Menés 3-0 à l'aller, éliminés sur le papier : le LASK Linz n'avait, en théorie, plus rien à jouer face au Celtic Glasgow. Le club autrichien a pourtant renversé la table dans une soirée que personne n'avait vue venir, s'imposant 5-1 après prolongations pour décrocher sa toute première qualification en phase de groupes de Ligue des Champions.
Le scénario a d'abord suivi le script du favori : Callum McGregor ouvre le score dès la 21e minute pour le Celtic, quadruple champion d'Écosse et grand favori de cette double confrontation. Puis tout bascule. Usor égalise à la 32e, Ljubičić fait le break juste avant la pause, Adeniran double la mise à la 58e, Flecker enfonce le clou à la 90e — avant qu'Adeniran, encore lui, ne signe le cinquième but à la 109e minute de prolongation, quelques instants après un penalty du Celtic sauvé par le gardien Sinisalo.

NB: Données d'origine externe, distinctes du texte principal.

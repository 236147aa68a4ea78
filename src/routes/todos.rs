use crate::{
    auth::AuthenticatedUser,
    error::AppError,
    filters::push_completion_filters,
    models::{
        task::TASK_COLUMNS, todo::TODO_COLUMNS, Task, TaskQuery, Todo, TodoDetail, TodoInput,
        TodoQuery, TodoUpdate,
    },
    policy::{authorize, scoped_owner, Action},
    response::{self, Page, PageQuery},
    routes::tasks::push_task_filters,
    stats::queries::todo_tasks_summary,
};
use actix_web::{delete, get, patch, post, put, web, HttpResponse, Responder};
use chrono::{DateTime, Utc};
use sqlx::{PgPool, Postgres, QueryBuilder};
use uuid::Uuid;
use validator::Validate;

async fn fetch_todo(pool: &PgPool, id: Uuid) -> Result<Todo, AppError> {
    sqlx::query_as::<_, Todo>(&format!("SELECT {} FROM todos WHERE id = $1", TODO_COLUMNS))
        .bind(id)
        .fetch_optional(pool)
        .await?
        .ok_or_else(|| AppError::NotFound("Todo not found".into()))
}

async fn save_todo(pool: &PgPool, todo: &Todo) -> Result<Todo, AppError> {
    let saved = sqlx::query_as::<_, Todo>(&format!(
        "UPDATE todos SET title = $2, description = $3, priority = $4, due_date = $5, \
         completed = $6, completed_at = $7, progress = $8, updated_at = $9 \
         WHERE id = $1 RETURNING {}",
        TODO_COLUMNS
    ))
    .bind(todo.id)
    .bind(&todo.title)
    .bind(&todo.description)
    .bind(todo.priority)
    .bind(todo.due_date)
    .bind(todo.completed)
    .bind(todo.completed_at)
    .bind(todo.progress)
    .bind(todo.updated_at)
    .fetch_one(pool)
    .await?;
    Ok(saved)
}

fn push_todo_filters(qb: &mut QueryBuilder<'_, Postgres>, query: &TodoQuery, now: DateTime<Utc>) {
    push_completion_filters(
        qb,
        "todos",
        query.search.as_deref(),
        query.status,
        query.priority,
        now,
    );
}

/// Lists the authenticated user's todos, newest first.
///
/// Filters: `search`, `status`, `priority`, and `user_id` for admins.
#[get("")]
pub async fn get_todos(
    pool: web::Data<PgPool>,
    user: AuthenticatedUser,
    query: web::Query<TodoQuery>,
    page: web::Query<PageQuery>,
) -> Result<impl Responder, AppError> {
    let owner = scoped_owner(&user, query.user_id)?;
    let now = Utc::now();

    let mut count = QueryBuilder::<Postgres>::new("SELECT COUNT(*) FROM todos WHERE user_id = ");
    count.push_bind(owner);
    push_todo_filters(&mut count, &query, now);
    let (total,) = count.build_query_as::<(i64,)>().fetch_one(&**pool).await?;

    let mut select =
        QueryBuilder::<Postgres>::new(format!("SELECT {} FROM todos WHERE user_id = ", TODO_COLUMNS));
    select.push_bind(owner);
    push_todo_filters(&mut select, &query, now);
    select
        .push(" ORDER BY created_at DESC, id LIMIT ")
        .push_bind(page.limit())
        .push(" OFFSET ")
        .push_bind(page.offset());
    let todos = select.build_query_as::<Todo>().fetch_all(&**pool).await?;

    Ok(response::ok(Page::new(todos, total, &page)))
}

#[post("")]
pub async fn create_todo(
    pool: web::Data<PgPool>,
    user: AuthenticatedUser,
    todo_data: web::Json<TodoInput>,
) -> Result<impl Responder, AppError> {
    todo_data.validate()?;
    let todo = Todo::new(todo_data.into_inner(), user.id);

    let created = sqlx::query_as::<_, Todo>(&format!(
        "INSERT INTO todos (id, user_id, title, description, priority, due_date, completed, \
         completed_at, progress, created_at, updated_at) \
         VALUES ($1, $2, $3, $4, $5, $6, $7, $8, $9, $10, $11) RETURNING {}",
        TODO_COLUMNS
    ))
    .bind(todo.id)
    .bind(todo.user_id)
    .bind(&todo.title)
    .bind(&todo.description)
    .bind(todo.priority)
    .bind(todo.due_date)
    .bind(todo.completed)
    .bind(todo.completed_at)
    .bind(todo.progress)
    .bind(todo.created_at)
    .bind(todo.updated_at)
    .fetch_one(&**pool)
    .await?;

    log::info!("User {} created todo {}", user.id, created.id);
    Ok(response::created("Todo created", created))
}

/// A todo with the completion summary of the tasks nested under it.
#[get("/{id}")]
pub async fn get_todo(
    pool: web::Data<PgPool>,
    user: AuthenticatedUser,
    todo_id: web::Path<Uuid>,
) -> Result<impl Responder, AppError> {
    let todo = fetch_todo(&pool, todo_id.into_inner()).await?;
    authorize(&user, &todo, Action::View)?;

    let tasks = todo_tasks_summary(&pool, todo.id).await?;
    Ok(response::ok(TodoDetail { todo, tasks }))
}

#[put("/{id}")]
pub async fn update_todo(
    pool: web::Data<PgPool>,
    user: AuthenticatedUser,
    todo_id: web::Path<Uuid>,
    todo_data: web::Json<TodoUpdate>,
) -> Result<impl Responder, AppError> {
    todo_data.validate()?;
    let mut todo = fetch_todo(&pool, todo_id.into_inner()).await?;
    authorize(&user, &todo, Action::Update)?;

    todo.apply(todo_data.into_inner(), Utc::now());
    let saved = save_todo(&pool, &todo).await?;
    Ok(response::ok_with_message("Todo updated", saved))
}

/// Deletes a todo together with its nested tasks.
#[delete("/{id}")]
pub async fn delete_todo(
    pool: web::Data<PgPool>,
    user: AuthenticatedUser,
    todo_id: web::Path<Uuid>,
) -> Result<impl Responder, AppError> {
    let todo = fetch_todo(&pool, todo_id.into_inner()).await?;
    authorize(&user, &todo, Action::Delete)?;

    let mut tx = pool.begin().await?;
    // Nested tasks go with the todo, so release their tag links first.
    sqlx::query(
        "UPDATE tags SET usage_count = GREATEST(tags.usage_count - links.n, 0) \
         FROM (SELECT tt.tag_id, COUNT(*) AS n FROM task_tags tt \
               JOIN tasks t ON t.id = tt.task_id \
               WHERE t.todo_id = $1 GROUP BY tt.tag_id) AS links \
         WHERE tags.id = links.tag_id",
    )
    .bind(todo.id)
    .execute(&mut *tx)
    .await?;
    sqlx::query("DELETE FROM todos WHERE id = $1")
        .bind(todo.id)
        .execute(&mut *tx)
        .await?;
    tx.commit().await?;

    log::info!("User {} deleted todo {}", user.id, todo.id);
    Ok(HttpResponse::NoContent().finish())
}

#[patch("/{id}/toggle")]
pub async fn toggle_todo(
    pool: web::Data<PgPool>,
    user: AuthenticatedUser,
    todo_id: web::Path<Uuid>,
) -> Result<impl Responder, AppError> {
    let mut todo = fetch_todo(&pool, todo_id.into_inner()).await?;
    authorize(&user, &todo, Action::Update)?;

    todo.toggle(Utc::now());
    let saved = save_todo(&pool, &todo).await?;

    let message = if saved.completed {
        "Todo marked as completed"
    } else {
        "Todo marked as pending"
    };
    Ok(response::ok_with_message(message, saved))
}

/// Tasks nested under a todo. Accepts the task list filters (except `todo_id`
/// and `user_id`, which come from the todo) and pagination.
#[get("/{id}/tasks")]
pub async fn get_todo_tasks(
    pool: web::Data<PgPool>,
    user: AuthenticatedUser,
    todo_id: web::Path<Uuid>,
    query: web::Query<TaskQuery>,
    page: web::Query<PageQuery>,
) -> Result<impl Responder, AppError> {
    let todo = fetch_todo(&pool, todo_id.into_inner()).await?;
    authorize(&user, &todo, Action::View)?;

    let mut query = query.into_inner();
    query.todo_id = Some(todo.id);
    query.user_id = None;
    let now = Utc::now();

    let mut count = QueryBuilder::<Postgres>::new("SELECT COUNT(*) FROM tasks WHERE user_id = ");
    count.push_bind(todo.user_id);
    push_task_filters(&mut count, &query, now)?;
    let (total,) = count.build_query_as::<(i64,)>().fetch_one(&**pool).await?;

    let mut select =
        QueryBuilder::<Postgres>::new(format!("SELECT {} FROM tasks WHERE user_id = ", TASK_COLUMNS));
    select.push_bind(todo.user_id);
    push_task_filters(&mut select, &query, now)?;
    select
        .push(" ORDER BY created_at DESC, id LIMIT ")
        .push_bind(page.limit())
        .push(" OFFSET ")
        .push_bind(page.offset());
    let tasks = select.build_query_as::<Task>().fetch_all(&**pool).await?;

    Ok(response::ok(Page::new(tasks, total, &page)))
}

Sous la direction de Thomas Sageder, considéré comme l'un des entraîneurs les plus prometteurs d'Autriche, le LASK a inscrit cinq buts en cent vingt minutes pour effacer un déficit qui semblait irrattrapable. Une performance qui restera dans les annales du club, quand bien même le nom de Linz reste largement méconnu du grand public européen.
Pour le Celtic, cette élimination a un goût amer : le club écossais, qui avait pourtant recruté massivement cet été — jusqu'à l'arrivée de Kasper Schmeichel — se retrouve relégué en Ligue Europa dès le mois d'août.
L'épisode rappelle une évidence trop souvent oubliée dans le football moderne : un déficit de trois buts n'a jamais suffi, en cent vingt minutes, à garantir une qualification. Il faudra désormais compter avec Linz — au moins jusqu'à la prochaine désillusion continentale.